*** Opening Given records ***

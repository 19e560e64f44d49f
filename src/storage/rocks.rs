//! Durable store backed by RocksDB
//!
//! Values are JSON. Multi-key updates go through one `WriteBatch` while
//! `write_lock` is held, which makes every read-modify-write sequence atomic
//! with respect to other writers in this process.

use super::{CommitStatus, SettlementCommit, Store};
use crate::errors::StorageError;
use crate::games::types::{Amount, Bet, Outcome, RoundId, SettlementRecord, User};
use async_trait::async_trait;
use rocksdb::{Direction, IteratorMode, Options, WriteBatch, DB};
use serde::de::DeserializeOwned;
use serde::Serialize;
use std::collections::BTreeMap;
use std::path::Path;
use std::sync::{Arc, Mutex};

const USER_PREFIX: &[u8] = b"user:";
const PENDING_BET_PREFIX: &[u8] = b"bet:pending:";
const OUTCOME_PREFIX: &[u8] = b"outcome:";
const RECORD_PREFIX: &[u8] = b"record:";
const LATEST_ROUND_KEY: &[u8] = b"meta:latest_round";

fn user_key(user_id: &str) -> Vec<u8> {
    let mut key = USER_PREFIX.to_vec();
    key.extend_from_slice(user_id.as_bytes());
    key
}

fn pending_round_prefix(round_id: RoundId) -> Vec<u8> {
    let mut key = PENDING_BET_PREFIX.to_vec();
    key.extend_from_slice(&round_id.to_be_bytes());
    key
}

fn pending_bet_key(bet: &Bet) -> Vec<u8> {
    let mut key = pending_round_prefix(bet.round_id);
    key.extend_from_slice(bet.bet_id.as_bytes());
    key
}

fn outcome_key(round_id: RoundId) -> Vec<u8> {
    // Newest-first iteration: inverted round id as the sort key
    let mut key = OUTCOME_PREFIX.to_vec();
    key.extend_from_slice(&(u64::MAX - round_id).to_be_bytes());
    key
}

fn record_user_prefix(user_id: &str) -> Vec<u8> {
    let mut key = RECORD_PREFIX.to_vec();
    key.extend_from_slice(user_id.as_bytes());
    key.push(0);
    key
}

fn record_key(record: &SettlementRecord) -> Vec<u8> {
    let mut key = record_user_prefix(&record.bet.user_id);
    key.extend_from_slice(&(u64::MAX - record.outcome_round_id).to_be_bytes());
    key.extend_from_slice(record.bet.bet_id.as_bytes());
    key
}

fn encode<T: Serialize>(value: &T) -> Result<Vec<u8>, StorageError> {
    serde_json::to_vec(value).map_err(|e| StorageError::Corrupted(format!("encode failed: {}", e)))
}

fn decode<T: DeserializeOwned>(bytes: &[u8]) -> Result<T, StorageError> {
    serde_json::from_slice(bytes).map_err(|e| StorageError::Corrupted(format!("decode failed: {}", e)))
}

fn decode_amount(bytes: &[u8]) -> Result<Amount, StorageError> {
    let raw: [u8; 8] = bytes
        .try_into()
        .map_err(|_| StorageError::Corrupted("balance is not 8 bytes".to_string()))?;
    Ok(u64::from_be_bytes(raw))
}

fn db_error(e: rocksdb::Error) -> StorageError {
    StorageError::Unavailable(e.to_string())
}

#[derive(Clone)]
pub struct RocksStore {
    db: Arc<DB>,
    write_lock: Arc<Mutex<()>>,
}

impl RocksStore {
    pub fn open<P: AsRef<Path>>(path: P) -> Result<Self, StorageError> {
        std::fs::create_dir_all(path.as_ref()).map_err(|e| StorageError::Unavailable(e.to_string()))?;

        let mut opts = Options::default();
        opts.create_if_missing(true);
        opts.set_compression_type(rocksdb::DBCompressionType::Lz4);

        let db = DB::open(&opts, path).map_err(db_error)?;
        Ok(Self {
            db: Arc::new(db),
            write_lock: Arc::new(Mutex::new(())),
        })
    }

    fn balance(&self, user_id: &str) -> Result<Amount, StorageError> {
        match self.db.get(user_key(user_id)).map_err(db_error)? {
            Some(bytes) => decode_amount(&bytes),
            None => Err(StorageError::UserNotFound(user_id.to_string())),
        }
    }

    fn scan_prefix(&self, prefix: &[u8], limit: usize) -> Result<Vec<(Vec<u8>, Vec<u8>)>, StorageError> {
        let mut rows = Vec::new();
        for item in self.db.iterator(IteratorMode::From(prefix, Direction::Forward)) {
            let (key, value) = item.map_err(db_error)?;
            if !key.starts_with(prefix) || rows.len() >= limit {
                break;
            }
            rows.push((key.to_vec(), value.to_vec()));
        }
        Ok(rows)
    }

    fn locked(&self) -> Result<std::sync::MutexGuard<'_, ()>, StorageError> {
        self.write_lock
            .lock()
            .map_err(|_| StorageError::Corrupted("write lock poisoned".to_string()))
    }
}

#[async_trait]
impl Store for RocksStore {
    async fn get_user(&self, user_id: &str) -> Result<User, StorageError> {
        Ok(User {
            user_id: user_id.to_string(),
            balance: self.balance(user_id)?,
        })
    }

    async fn create_user(&self, user_id: &str, balance: Amount) -> Result<User, StorageError> {
        let _guard = self.locked()?;
        if self.db.get(user_key(user_id)).map_err(db_error)?.is_some() {
            return Err(StorageError::UserExists(user_id.to_string()));
        }
        self.db
            .put(user_key(user_id), balance.to_be_bytes())
            .map_err(db_error)?;
        Ok(User {
            user_id: user_id.to_string(),
            balance,
        })
    }

    async fn adjust_balance(&self, user_id: &str, delta: i64) -> Result<Amount, StorageError> {
        let _guard = self.locked()?;
        let balance = self.balance(user_id)?;
        let next = if delta >= 0 {
            balance.checked_add(delta as u64)
        } else {
            balance.checked_sub(delta.unsigned_abs())
        }
        .ok_or_else(|| StorageError::NegativeBalance {
            user_id: user_id.to_string(),
            balance,
            delta,
        })?;
        self.db.put(user_key(user_id), next.to_be_bytes()).map_err(db_error)?;
        Ok(next)
    }

    async fn place_bet(&self, bet: &Bet) -> Result<Amount, StorageError> {
        let _guard = self.locked()?;
        let balance = self.balance(&bet.user_id)?;
        let next = balance.checked_sub(bet.stake).ok_or_else(|| StorageError::NegativeBalance {
            user_id: bet.user_id.clone(),
            balance,
            delta: -(bet.stake.min(i64::MAX as u64) as i64),
        })?;

        let mut batch = WriteBatch::default();
        batch.put(user_key(&bet.user_id), next.to_be_bytes());
        batch.put(pending_bet_key(bet), encode(bet)?);
        self.db.write(batch).map_err(db_error)?;
        Ok(next)
    }

    async fn drain_bets_for_round(&self, round_id: RoundId) -> Result<Vec<Bet>, StorageError> {
        let _guard = self.locked()?;
        let rows = self.scan_prefix(&pending_round_prefix(round_id), usize::MAX)?;

        let mut bets = Vec::with_capacity(rows.len());
        let mut batch = WriteBatch::default();
        for (key, value) in rows {
            bets.push(decode::<Bet>(&value)?);
            batch.delete(key);
        }
        self.db.write(batch).map_err(db_error)?;
        bets.sort_by_key(|bet| bet.placed_at);
        Ok(bets)
    }

    async fn outcome_exists_for_round(&self, round_id: RoundId) -> Result<bool, StorageError> {
        Ok(self.db.get(outcome_key(round_id)).map_err(db_error)?.is_some())
    }

    async fn commit_settlement(&self, commit: &SettlementCommit) -> Result<CommitStatus, StorageError> {
        let _guard = self.locked()?;
        let round_id = commit.round_id();
        if self.db.get(outcome_key(round_id)).map_err(db_error)?.is_some() {
            return Ok(CommitStatus::AlreadySettled);
        }

        let mut batch = WriteBatch::default();
        let mut balances = BTreeMap::new();
        for (user_id, credit) in &commit.credits {
            let next = self
                .balance(user_id)?
                .checked_add(*credit)
                .ok_or_else(|| StorageError::Corrupted(format!("balance overflow for {}", user_id)))?;
            if *credit > 0 {
                batch.put(user_key(user_id), next.to_be_bytes());
            }
            balances.insert(user_id.clone(), next);
        }
        for record in &commit.records {
            batch.put(record_key(record), encode(record)?);
        }
        batch.put(outcome_key(round_id), encode(&commit.outcome)?);

        let latest = self
            .db
            .get(LATEST_ROUND_KEY)
            .map_err(db_error)?
            .map(|bytes| decode_amount(&bytes))
            .transpose()?
            .unwrap_or(0);
        if round_id > latest {
            batch.put(LATEST_ROUND_KEY, round_id.to_be_bytes());
        }

        self.db.write(batch).map_err(db_error)?;
        Ok(CommitStatus::Committed { balances })
    }

    async fn recent_outcomes(&self, limit: usize) -> Result<Vec<Outcome>, StorageError> {
        self.scan_prefix(OUTCOME_PREFIX, limit)?
            .iter()
            .map(|(_, value)| decode(value))
            .collect()
    }

    async fn settlement_records_for_user(
        &self,
        user_id: &str,
        limit: usize,
    ) -> Result<Vec<SettlementRecord>, StorageError> {
        self.scan_prefix(&record_user_prefix(user_id), limit)?
            .iter()
            .map(|(_, value)| decode(value))
            .collect()
    }

    async fn pending_bets_for_user(&self, user_id: &str) -> Result<Vec<Bet>, StorageError> {
        let mut bets = Vec::new();
        for (_, value) in self.scan_prefix(PENDING_BET_PREFIX, usize::MAX)? {
            let bet: Bet = decode(&value)?;
            if bet.user_id == user_id {
                bets.push(bet);
            }
        }
        Ok(bets)
    }

    async fn latest_round_id(&self) -> Result<Option<RoundId>, StorageError> {
        self.db
            .get(LATEST_ROUND_KEY)
            .map_err(db_error)?
            .map(|bytes| decode_amount(&bytes))
            .transpose()
    }
}

#[cfg(test)]
mod tests {
    use super::*;
    use crate::games::types::{BetSelection, Size};
    use tempfile::TempDir;

    #[tokio::test]
    async fn test_bet_survives_reopen_and_drains_once() {
        let dir = TempDir::new().unwrap();
        let bet = Bet::new("alice".to_string(), 3, BetSelection::Size(Size::Big), 400);

        {
            let store = RocksStore::open(dir.path()).unwrap();
            store.create_user("alice", 1_000).await.unwrap();
            assert_eq!(store.place_bet(&bet).await.unwrap(), 600);
        }

        let store = RocksStore::open(dir.path()).unwrap();
        assert_eq!(store.get_user("alice").await.unwrap().balance, 600);
        assert_eq!(store.pending_bets_for_user("alice").await.unwrap(), vec![bet.clone()]);
        assert_eq!(store.drain_bets_for_round(3).await.unwrap(), vec![bet]);
        assert!(store.drain_bets_for_round(3).await.unwrap().is_empty());
    }

    #[tokio::test]
    async fn test_commit_settlement_round_trip() {
        let dir = TempDir::new().unwrap();
        let store = RocksStore::open(dir.path()).unwrap();
        store.create_user("bob", 0).await.unwrap();

        let bet = Bet::new("bob".to_string(), 8, BetSelection::Number(7), 2_000);
        let outcome = Outcome::from_number(8, 7).unwrap();
        let record = SettlementRecord {
            bet,
            outcome_round_id: 8,
            outcome_number: 7,
            win: true,
            payout: 17_460,
            settled_at: outcome.drawn_at,
        };
        let commit = SettlementCommit {
            outcome: outcome.clone(),
            records: vec![record.clone()],
            credits: BTreeMap::from([("bob".to_string(), 17_460)]),
        };

        assert!(matches!(
            store.commit_settlement(&commit).await.unwrap(),
            CommitStatus::Committed { .. }
        ));
        assert_eq!(store.commit_settlement(&commit).await.unwrap(), CommitStatus::AlreadySettled);
        assert_eq!(store.get_user("bob").await.unwrap().balance, 17_460);
        assert_eq!(store.recent_outcomes(10).await.unwrap(), vec![outcome]);
        assert_eq!(store.settlement_records_for_user("bob", 10).await.unwrap(), vec![record]);
        assert_eq!(store.latest_round_id().await.unwrap(), Some(8));
    }
}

*** Closing Given records ***

* _Assignment_:
The range runs from the line above containing "let raw: [u8; 8] = bytes" to the line containing "let mut opts = Options::default();", inclusive. Restate those lines word for word and no others.

* _Answer box_:
    let raw: [u8; 8] = bytes
        .try_into()
        .map_err(|_| StorageError::Corrupted("balance is not 8 bytes".to_string()))?;
    Ok(u64::from_be_bytes(raw))
}

fn db_error(e: rocksdb::Error) -> StorageError {
    StorageError::Unavailable(e.to_string())
}

#[derive(Clone)]
pub struct RocksStore {
    db: Arc<DB>,
    write_lock: Arc<Mutex<()>>,
}

impl RocksStore {
    pub fn open<P: AsRef<Path>>(path: P) -> Result<Self, StorageError> {
        std::fs::create_dir_all(path.as_ref()).map_err(|e| StorageError::Unavailable(e.to_string()))?;

        let mut opts = Options::default();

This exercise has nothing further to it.